FARNBOROUGH, Angleterre/SINGAPOUR (Reuters) - Le japonais Mitsubishi Aircraft, dont le nouvel avion régional a subi des retards en série, a dû annuler mardi un vol de démonstration au salon de Farnborough, un camion étant entré un collision avec l'appareil.

L'accrochage, au lendemain de la présentation de l'avion à Farnborough, près de Londres, contrecarre les efforts de Mitsubishi Regional Jet (MRJ) pour engranger des commandes au moment même où Airbus et Boeing s'attaquent à son segment du marché.

L'objectif ultime du Japon est de servir de base au redémarrage du pays comme avionneur pour ne plus être simplement un grand fournisseur de groupes comme Boeing.

"Nous travaillons sans relâche pour livrer le premier avion à ANA en 2020. Le compte à rebours a commencé, non seulement pour la première livraison mais aussi pour une nouvelle ère pour l'industrie", a dit Shunichi Miyanaga, PDG de la maison mère, Mitsubishi Heavy Industries Ltd, lors d'une conférence de presse à Farnborough.

Mais le MRJ de 90 sièges, destiné à la relance de l'industrie aéronautique japonaise, a été lancé il y a une décennie. Après cinq retards, son entrée en service est désormais prévue avec la compagnie japonaise ANA Holdings en 2020, sept ans après l'objectif initial.

Mitsubishi a en conséquence raté l'occasion en or d'être précurseur sur le marché des avions régionaux économes en carburant.
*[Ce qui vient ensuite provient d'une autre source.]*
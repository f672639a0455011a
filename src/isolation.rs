use std::fmt;
use std::str::FromStr;

use serde::{Deserialize, Serialize};

use crate::errors::BenchError;

/// Defines the isolation levels a benchmark run can request from the store.
///
/// The level is handed to the store verbatim for every transaction. Rendering
/// to SQL goes through [`TransactionIsolation::as_sql`] only, so a store never
/// receives a level outside this fixed allow-list.
#[derive(Debug, Clone, Copy, PartialEq, Eq, Hash, Serialize, Deserialize)]
#[serde(rename_all = "SCREAMING_SNAKE_CASE")]
pub enum TransactionIsolation {
    /// **Read Committed:**
    ///
    /// Every statement sees data committed before the statement began. Two
    /// workers may both read the same source balance and both write back a
    /// decrement of it, so one decrement is lost. This is the anomaly the
    /// benchmark exists to surface.
    ReadCommitted,
    /// **Repeatable Read:**
    ///
    /// All reads inside the transaction see one snapshot. A transaction that
    /// tries to update a row another transaction changed after the snapshot
    /// aborts with a serialization conflict.
    RepeatableRead,
    /// **Serializable:**
    ///
    /// Transactions produce the same result as some serial order. Concurrent
    /// updates of the source account make all but one worker abort with a
    /// serialization conflict, which the retry controller may retry.
    Serializable,
}

impl TransactionIsolation {
    /// All levels, weakest first.
    pub const ALL: [TransactionIsolation; 3] = [
        TransactionIsolation::ReadCommitted,
        TransactionIsolation::RepeatableRead,
        TransactionIsolation::Serializable,
    ];

    /// SQL spelling used in `SET TRANSACTION ISOLATION LEVEL ...`.
    pub fn as_sql(&self) -> &'static str {
        match self {
            TransactionIsolation::ReadCommitted => "READ COMMITTED",
            TransactionIsolation::RepeatableRead => "REPEATABLE READ",
            TransactionIsolation::Serializable => "SERIALIZABLE",
        }
    }

    /// Whether commits at this level validate what the transaction read.
    pub fn validates_reads(&self) -> bool {
        !matches!(self, TransactionIsolation::ReadCommitted)
    }
}

impl fmt::Display for TransactionIsolation {
    fn fmt(&self, f: &mut fmt::Formatter<'_>) -> fmt::Result {
        f.write_str(self.as_sql())
    }
}

impl FromStr for TransactionIsolation {
    type Err = BenchError;

    /// Accepts `READ COMMITTED`, `read_committed`, `Serializable` and so on.
    fn from_str(s: &str) -> Result<Self, Self::Err> {
        let normalized = s.trim().replace(['_', '-'], " ").to_ascii_uppercase();
        TransactionIsolation::ALL
            .into_iter()
            .find(|level| level.as_sql() == normalized)
            .ok_or_else(|| BenchError::Config(format!("unknown isolation level '{}'", s)))
    }
}
pub mod bench;
pub mod config;
pub mod errors;
pub mod executor;
pub mod isolation;
pub mod memory;
pub mod partition;
#[cfg(feature = "postgres")]
pub mod postgres;
pub mod report;
pub mod retry;
pub mod runner;
pub mod store;
pub mod sweep;

// Re-export key types and structs for easier access
pub use bench::{prelude, Isobench, ScenarioResult};
pub use config::{BenchConfig, ScenarioConfig};
pub use errors::{BenchError, Result, StoreError, StoreResult};
pub use executor::TransactionExecutor;
pub use isolation::TransactionIsolation;
pub use memory::MemoryStore;
pub use partition::{partition, Chunk};
#[cfg(feature = "postgres")]
pub use postgres::PostgresStore;
pub use report::{JsonLinesReporter, LogReporter, ResultReporter, SeriesReport};
pub use retry::{RetryController, RetryPolicy, TransactionOutcome, WorkerReport};
pub use runner::{ConcurrentRunner, OutcomeTally, RunReport};
pub use store::{AccountId, AccountStore, BalanceMutation, SOURCE_ACCOUNT};
pub use sweep::{BenchmarkSweep, ResetFailurePolicy, RunResult, SweepSeries};
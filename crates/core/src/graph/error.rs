use derive_more::From;

use super::edge::EdgeId;
use crate::list::error::Error as SequenceError;

/// Broken internal invariant of a [`WUGraph`](super::WUGraph).
///
/// Never produced by a well-formed graph: missing vertices and edges are
/// no-ops, not errors. Seeing one of these means edge bookkeeping went out
/// of sync.
#[derive(Debug, Clone, Copy, PartialEq, Eq, From)]
pub enum Error {
    /// An adjacency or enumeration handle no longer resolves.
    Sequence(SequenceError),
    /// The edge table names an edge record that was already dropped.
    #[from(ignore)]
    StaleEdge(EdgeId),
    /// An edge record names an endpoint that is no longer a vertex.
    #[from(ignore)]
    DanglingEdge(EdgeId),
}
use alloc::vec::Vec;

/// Stable reference to a value stored in an [`Arena`].
///
/// A handle stays valid until its value is removed. Slots are reused, but
/// every reuse bumps the slot generation, so an old handle never resolves to
/// a newer value.
#[derive(Debug, Clone, Copy, PartialEq, Eq, Hash)]
pub struct Handle {
    index: usize,
    generation: u32,
}

impl Handle {
    /// Position of the slot inside the arena.
    #[must_use]
    pub const fn index(self) -> usize {
        self.index
    }
}

#[derive(Debug, Clone)]
enum Slot<T> {
    Occupied { generation: u32, value: T },
    Vacant { generation: u32 },
}

/// Generational slot storage.
///
/// Owns values that other structures refer to by [`Handle`]: sequence nodes
/// in [`DList`](crate::list::DList) and edge records in
/// [`WUGraph`](crate::graph::WUGraph).
#[derive(Debug, Clone)]
pub struct Arena<T> {
    slots: Vec<Slot<T>>,
    free: Vec<usize>,
    len: usize,
}

impl<T> Default for Arena<T> {
    fn default() -> Self {
        Self::new()
    }
}

impl<T> Arena<T> {
    #[must_use]
    pub const fn new() -> Self {
        Self {
            slots: Vec::new(),
            free: Vec::new(),
            len: 0,
        }
    }

    /// Number of live values.
    #[must_use]
    pub const fn len(&self) -> usize {
        self.len
    }

    #[must_use]
    pub const fn is_empty(&self) -> bool {
        self.len == 0
    }

    /// Stores `value` and returns its handle. Reuses a vacant slot if any.
    pub fn insert(&mut self, value: T) -> Handle {
        self.len += 1;
        if let Some(index) = self.free.pop() {
            let generation = match self.slots[index] {
                Slot::Vacant { generation } | Slot::Occupied { generation, .. } => generation,
            };
            self.slots[index] = Slot::Occupied { generation, value };
            Handle { index, generation }
        } else {
            let index = self.slots.len();
            self.slots.push(Slot::Occupied {
                generation: 0,
                value,
            });
            Handle {
                index,
                generation: 0,
            }
        }
    }

    /// Returns `true` if `handle` refers to a live value.
    #[must_use]
    pub fn contains(&self, handle: Handle) -> bool {
        self.get(handle).is_some()
    }

    #[must_use]
    pub fn get(&self, handle: Handle) -> Option<&T> {
        match self.slots.get(handle.index)? {
            Slot::Occupied { generation, value } if *generation == handle.generation => {
                Some(value)
            }
            _ => None,
        }
    }

    pub fn get_mut(&mut self, handle: Handle) -> Option<&mut T> {
        match self.slots.get_mut(handle.index)? {
            Slot::Occupied { generation, value } if *generation == handle.generation => {
                Some(value)
            }
            _ => None,
        }
    }

    /// Removes and returns the value behind `handle`.
    ///
    /// Returns `None` if the handle is stale. The slot's generation is
    /// advanced, invalidating every copy of `handle` at once.
    pub fn remove(&mut self, handle: Handle) -> Option<T> {
        let slot = self.slots.get_mut(handle.index)?;
        match slot {
            Slot::Occupied { generation, .. } if *generation == handle.generation => {
                let next = Slot::Vacant {
                    generation: generation.wrapping_add(1),
                };
                match core::mem::replace(slot, next) {
                    Slot::Occupied { value, .. } => {
                        self.free.push(handle.index);
                        self.len -= 1;
                        Some(value)
                    }
                    Slot::Vacant { .. } => None,
                }
            }
            _ => None,
        }
    }

    /// Drops every value. Outstanding handles become stale.
    pub fn clear(&mut self) {
        for (index, slot) in self.slots.iter_mut().enumerate() {
            if let Slot::Occupied { generation, .. } = *slot {
                *slot = Slot::Vacant {
                    generation: generation.wrapping_add(1),
                };
                self.free.push(index);
            }
        }
        self.len = 0;
    }

    /// Iterates over live values with their handles, in slot order.
    pub fn iter(&self) -> impl Iterator<Item = (Handle, &T)> {
        self.slots
            .iter()
            .enumerate()
            .filter_map(|(index, slot)| match slot {
                Slot::Occupied { generation, value } => Some((
                    Handle {
                        index,
                        generation: *generation,
                    },
                    value,
                )),
                Slot::Vacant { .. } => None,
            })
    }
}
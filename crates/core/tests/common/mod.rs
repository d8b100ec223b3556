/// DSL macro for building test graphs.
///
/// Produces `WUGraph<&'static str>`.
///
/// # Syntax
///
/// ```ignore
/// graph! {
///     [A, B, C, D],        // vertices, in enumeration order
///     A - B: 1,            // edge (A, B) with weight 1
///     B - C: 2,
///     D - D: 5,            // self-edge
/// }
/// ```
///
/// Edges naming a vertex missing from the list are ignored, as
/// `WUGraph::add_edge` does.
#[macro_export]
macro_rules! graph {
    ([$($v:ident),* $(,)?] $(, $a:ident - $b:ident : $w:expr)* $(,)?) => {{
        #[allow(unused_mut)]
        let mut graph = wugraph_core::WUGraph::<&'static str>::new();
        $( graph.add_vertex(stringify!($v)); )*
        $( graph.add_edge(stringify!($a), stringify!($b), $w); )*
        graph
    }};
}
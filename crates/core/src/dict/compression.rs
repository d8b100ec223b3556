//! Compression functions: hash code to bucket index.

/// Maps a signed hash code to a bucket index.
///
/// Implementations must be pure: the result depends only on `code` and
/// `buckets`, never on what the table holds, and is always in
/// `0..buckets`. Callers never pass `buckets == 0`.
pub trait Compression {
    fn compress(&self, code: i64, buckets: usize) -> usize;
}

/// Affine compression `((scale * code + shift) mod modulus) mod buckets`.
///
/// Arithmetic is done in `i128` with Euclidean remainder, so the
/// intermediate never overflows and the result is never negative.
/// `modulus` should be a prime larger than any bucket count in use, and
/// `scale` must not be a multiple of it.
///
/// # Panics
///
/// [`compress`](Compression::compress) panics if `modulus` is zero. The
/// fields are public, so [`Affine::new`] only catches this in debug builds.
#[derive(Debug, Clone, Copy, PartialEq, Eq)]
pub struct Affine {
    pub scale: i64,
    pub shift: i64,
    pub modulus: i64,
}

impl Affine {
    /// Smallest prime above `2^32`.
    pub const DEFAULT_MODULUS: i64 = 4_294_967_311;

    #[must_use]
    pub const fn new(scale: i64, shift: i64, modulus: i64) -> Self {
        debug_assert!(modulus != 0, "affine modulus must be non-zero");
        Self {
            scale,
            shift,
            modulus,
        }
    }
}

impl Default for Affine {
    fn default() -> Self {
        Self::new(0x9E37_79B9, 0x7F4A_7C15, Self::DEFAULT_MODULUS)
    }
}

impl Compression for Affine {
    #[allow(clippy::cast_possible_truncation, clippy::cast_sign_loss)]
    fn compress(&self, code: i64, buckets: usize) -> usize {
        let mixed = (i128::from(self.scale) * i128::from(code) + i128::from(self.shift))
            .rem_euclid(i128::from(self.modulus));
        // `mixed` is in `0..modulus`, the final remainder in `0..buckets`.
        (mixed as u128 % buckets as u128) as usize
    }
}

#[cfg(test)]
mod tests {
    use super::*;

    #[test]
    fn test_in_range_for_extreme_codes() {
        let affine = Affine::default();
        for buckets in [1, 2, 97, 101, 202, 4099] {
            for code in [i64::MIN, i64::MIN + 1, -1, 0, 1, i64::MAX] {
                assert!(affine.compress(code, buckets) < buckets);
            }
        }
    }

    #[test]
    fn test_negative_modulus_stays_in_range() {
        let affine = Affine::new(7, 3, -101);
        for code in -500..500 {
            assert!(affine.compress(code, 13) < 13);
        }
    }

    #[test]
    #[cfg(debug_assertions)]
    #[should_panic(expected = "modulus must be non-zero")]
    fn test_zero_modulus_rejected() {
        let _ = Affine::new(1, 0, 0);
    }

    #[test]
    fn test_deterministic() {
        let a = Affine::default();
        let b = Affine::default();
        for code in -1000..1000 {
            assert_eq!(a.compress(code, 101), b.compress(code, 101));
        }
    }

    #[test]
    fn test_negative_intermediate_is_adjusted() {
        // 10 * -7 + 30 = -40, -40 mod 14657 = 14617, 14617 mod 101 = 73
        let affine = Affine::new(10, 30, 14657);
        assert_eq!(affine.compress(-7, 101), 73);
        assert_eq!(affine.compress(5, 101), 80);
    }

    #[test]
    fn test_spreads_consecutive_codes() {
        let affine = Affine::default();
        let buckets = 101;
        let mut hits = [0usize; 101];
        for code in 0..10_100 {
            hits[affine.compress(code, buckets)] += 1;
        }
        // 100 codes per bucket on average; no bucket should be empty or
        // hold more than twice its share.
        assert!(hits.iter().all(|&h| h > 0 && h <= 200));
    }
}
//! Random weighted graph generation for fixtures, benchmarks and
//! cross-checks of `wugraph_core`.

pub mod generator;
Il retrouve maintenant face à lui l'Airbus A220 - nouveau nom du CSeries de Bombardier - et l'E2 du brésilien Embraer, qui pourrait passer sous contrôle de Boeing si le projet de rapprochement entre les deux groupes se concrétise.

"C'est désastreux pour le MRJ. Ils n'affrontent plus de petites entreprises du Canada et du Brésil, ils font désormais face aux géants mondiaux de l'aérospatiale avec des forces de frappe énormes en termes de pressions sur les prix et de taille industrielle", note Richard Aboulafia, analyste au sein du cabinet Teal Group.

Shunichi Miyanaga a dit vouloir se concentrer sur le segment de marché des avions de 100 sièges au maximum, échappant ainsi à une confrontation directe avec l'A220 et les plus grands modèles d'Embraer.

Mais, selon les analystes, Mitsubishi Aircraft va déjà avoir fort à faire pour conserver son carnet de commandes actuel, ayant pour l'instant perdu son pari sur un assouplissement des règles pour les syndicats de pilotes américains en termes de taille des avions exploités par les compagnies régionales.

Sur 213 commandes fermes, 150 sont réparties entre deux compagnies régionales américaines, SkyWest et Trans States Holdings.

Elles jugent le MRJ90 trop grand à exploiter sans un assouplissement des règles des syndicats de pilotes. Mais cette perspective est devenue plus incertaine en raison de la pénurie de pilotes qui donne plus de pouvoir de négociation à leurs syndicats.

FIN 2021 EN LIGNE DE MIRE

Mitsubishi Aircraft essaie en conséquence de commercialiser dès que possible le MRJ70, avec la fin 2021 en ligne de mire. Plus petit, il est accessible aux pilotes d'avions régionaux américains.

Dans ses prévisions 2018 publiées la semaine dernière, FlightGlobal évalue le marché des avions régionaux à 120 milliards de dollars (103 milliards d'euros) sur les 20 ans à venir, dont 40% de la valeur provenant des avions de 70 à 76 sièges desservant le marché nord-américain.

Mais MRJ doit encore convaincre ses principaux clients américains d'opter pour son plus petit avion, qui a ses propres difficultés.

Le MRJ70 a 69 sièges, contre 76 pour ses concurrents directs, le CRJ90 de Bombardier CRJ900 et l'E175 d'Embraer, suivant la configuration, typique aux Etats-Unis, comprenant une classe affaires et une classe économique. Son efficacité en terme de carburant devient alors moins avantageuse qu'au premier abord.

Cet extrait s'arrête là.